Faculty grow arts partnerships
For two nights in May, young thespians from La Salle High School regaled audiences with performances of Shakespeare’s tragic tale of ambition, “MacBeth,” at Yakima Valley College’s Kendall Hall Auditorium.
With support from students in YVC’s drama program, the performances are among recent efforts by faculty members to ramp up off-campus outreach efforts to help grow arts programs whose enrollment suffered in the wake of the pandemic.
Drama Instructor Ray Pritchard helped facilitate the performance by La Salle High School, which needed a suitable venue for its long-anticipated student production.
The cast consisted of La Salle students, one of whom is planning to attend YVC next fall. It also gave students enrolled in YVC’s Drama 116 Technical Theatre class the opportunity to learn about the gain hands-on experience in the technical aspects of theatrical production.
“It is our hope that this will be a good way to strengthen our connection to La Salle [High School], so that more of the La Salle students will consider YVC as an option,” said Pritchard.
Faculty and staff like Pritchard and Steven Slusher have long played a key role in developing and fostering partnerships within the Yakima Valley. These partnerships can serve to strengthen, support, and even transform individual organizations, resulting in improved program quality, more efficient use of resources, and better alignment of mission and goals.
Their efforts have helped foster new partnerships with K-12 schools, engaging students and, in cases such as the “MacBeth” performance, provided additional opportunities for YVC students.
Pritchard noted this was a huge benefit given that YVC’s drama program is still in the process of rebuilding and reopening after the COVID pandemic prevented in-person performances until this past March.
Music Instructor Steven Slusher also made it a priority to focus on collaboration this spring. Slusher took his outreach off campus, providing clinics and visiting schools throughout the Yakima Valley including West Valley middle and high schools, Eisenhower High School, Cle Elum High School, Highland High School and Selah High School.
“It is important to give their current students feedback on the work they are doing with their directors, as well as inform them on potential future decisions on post high school options for music and academics at Yakima Valley College,” said Slusher.
Slusher also noted how the pandemic has impacted YVC’s music program and provided opportunities for current students.
“Pre-pandemic, every spring quarter YVC Choir students would take a tour and visit as many area high schools as possible,” said Slusher. “We would visit many in one day, spend an hour or two, share singing and then move on to a bigger city.”

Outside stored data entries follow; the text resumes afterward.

//! # Bounty API
//!
//! Listing, lookup and creation of bounties, and lifecycle transitions.
//! Transitions use the same state machine and commit path as the command
//! interpreter, so an illegal move is refused the same way on both.

use std::collections::BTreeSet;

use axum::extract::rejection::JsonRejection;
use axum::extract::{Path, Query, State};
use axum::http::StatusCode;
use axum::routing::{get, post};
use axum::{Json, Router};
use serde::Deserialize;

use nebula_agentic::dispatch::transition_by_id;
use nebula_core::{BountyId, Reward, Timestamp};
use nebula_state::{Bounty, BountyStatus, NewBounty};

use crate::auth::CallerIdentity;
use crate::error::AppError;
use crate::extractors::{extract_validated_json, Validate};
use crate::state::AppState;

const MAX_TITLE_LEN: usize = 200;

/// Query parameters for `GET /v1/bounties`.
#[derive(Debug, Deserialize, Default)]
pub struct ListParams {
    /// Only bounties in this status (kebab-case).
    pub status: Option<String>,
}

/// Request to create a bounty directly.
#[derive(Debug, Deserialize)]
pub struct CreateBountyRequest {
    pub title: String,
    #[serde(default)]
    pub description: String,
    /// ETH amount.
    pub reward: f64,
    /// RFC 3339 deadline.
    pub deadline: Option<String>,
    #[serde(default)]
    pub tags: Vec<String>,
}

impl Validate for CreateBountyRequest {
    fn validate(&self) -> Result<(), String> {
        if self.title.trim().is_empty() {
            return Err("title must not be empty".to_string());
        }
        if self.title.len() > MAX_TITLE_LEN {
            return Err(format!("title must not exceed {MAX_TITLE_LEN} characters"));
        }
        if self.tags.iter().any(|t| t.trim().is_empty()) {
            return Err("tags must not be empty".to_string());
        }
        Ok(())
    }
}

/// Request to move a bounty to another status.
#[derive(Debug, Deserialize)]
pub struct TransitionRequest {
    /// Target status name: in-progress, pending-review, completed, dispute, closed.
    pub to: String,
}

impl Validate for TransitionRequest {
    fn validate(&self) -> Result<(), String> {
        self.to.parse::<BountyStatus>().map(|_| ())
    }
}

pub fn router() -> Router<AppState> {
    Router::new()
        .route("/v1/bounties", get(list_bounties).post(create_bounty))
        .route("/v1/bounties/{id}", get(get_bounty))
        .route("/v1/bounties/{id}/transitions", post(transition_bounty))
}

pub(crate) fn parse_bounty_id(raw: &str) -> Result<BountyId, AppError> {
    BountyId::new(raw).map_err(AppError::from)
}

/// GET /v1/bounties — All bounties in creation order, optionally by status.
async fn list_bounties(
    State(state): State<AppState>,
    Query(params): Query<ListParams>,
) -> Result<Json<Vec<Bounty>>, AppError> {
    let bounties = match params.status.as_deref() {
        Some(raw) => {
            let status = raw.parse::<BountyStatus>().map_err(AppError::Validation)?;
            state.store.load_bounties_by_status(status).await?
        }
        None => state.store.list_bounties().await?,
    };
    Ok(Json(bounties))
}

/// GET /v1/bounties/{id}
async fn get_bounty(
    State(state): State<AppState>,
    Path(id): Path<String>,
) -> Result<Json<Bounty>, AppError> {
    let id = parse_bounty_id(&id)?;
    state
        .store
        .load_bounty(&id)
        .await?
        .map(Json)
        .ok_or_else(|| AppError::NotFound(format!("bounty {id} not found")))
}

/// POST /v1/bounties — Create an open bounty owned by the caller.
async fn create_bounty(
    State(state): State<AppState>,
    caller: CallerIdentity,
    body: Result<Json<CreateBountyRequest>, JsonRejection>,
) -> Result<(StatusCode, Json<Bounty>), AppError> {
    let creator = caller.require_actor()?.clone();
    let req = extract_validated_json(body)?;

    let deadline = req
        .deadline
        .as_deref()
        .map(Timestamp::parse_lenient)
        .transpose()?;
    let new = NewBounty {
        title: req.title.trim().to_string(),
        description: req.description,
        reward: Reward::new(req.reward)?,
        deadline,
        creator_id: creator,
        tags: req.tags.into_iter().map(|t| t.trim().to_string()).collect::<BTreeSet<_>>(),
    };

    let bounty = state.store.create_bounty(new).await?;
    tracing::info!(bounty_id = %bounty.id, creator = %bounty.creator_id, "bounty created via api");
    Ok((StatusCode::CREATED, Json(bounty)))
}

/// POST /v1/bounties/{id}/transitions — Apply a lifecycle transition as the caller.
///
/// Illegal moves answer 409 with the legal targets; a caller failing the
/// edge's guard answers 403.
async fn transition_bounty(
    State(state): State<AppState>,
    caller: CallerIdentity,
    Path(id): Path<String>,
    body: Result<Json<TransitionRequest>, JsonRejection>,
) -> Result<Json<Bounty>, AppError> {
    let actor = caller.require_actor()?.clone();
    let id = parse_bounty_id(&id)?;
    let req = extract_validated_json(body)?;
    let to = req.to.parse::<BountyStatus>().map_err(AppError::Validation)?;

    let bounty = transition_by_id(state.store.as_ref(), &id, to, &actor).await?;
    Ok(Json(bounty))
}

Those visits helped YVC’s choral students hone their performances and recruit future students.
He is excited to create future opportunities for high school and college students to establish relationships and creative shared experiences, furthering the mission of Yakima Valley College.
The music department also worked with community music groups — the Yakima Symphony Chorus, Canticus, Camarata and Bel Canto — to produce a video performance of “Sing Community, Sing Peace” by Mark Hayes.
“Participating in this video has given YVC Choir students the opportunity to meet singers in the community,” said Slusher. “They are now aware of multiple choirs in the Yakima area they can continue to sing in when their time at YVC is through.”
Slusher said building community through outreach and performance is crucial to the success of YVC’s programs.
“YVC being a part of the community is something we must always strive to achieve,” he said. “Whether it be for attendance at future concerts or providing future opportunities at performance venues or possible recruitment, it is all worthwhile and will benefit myself, my program and our education institution at large.”
The video performance will be released on YVC’s YouTube channel this summer.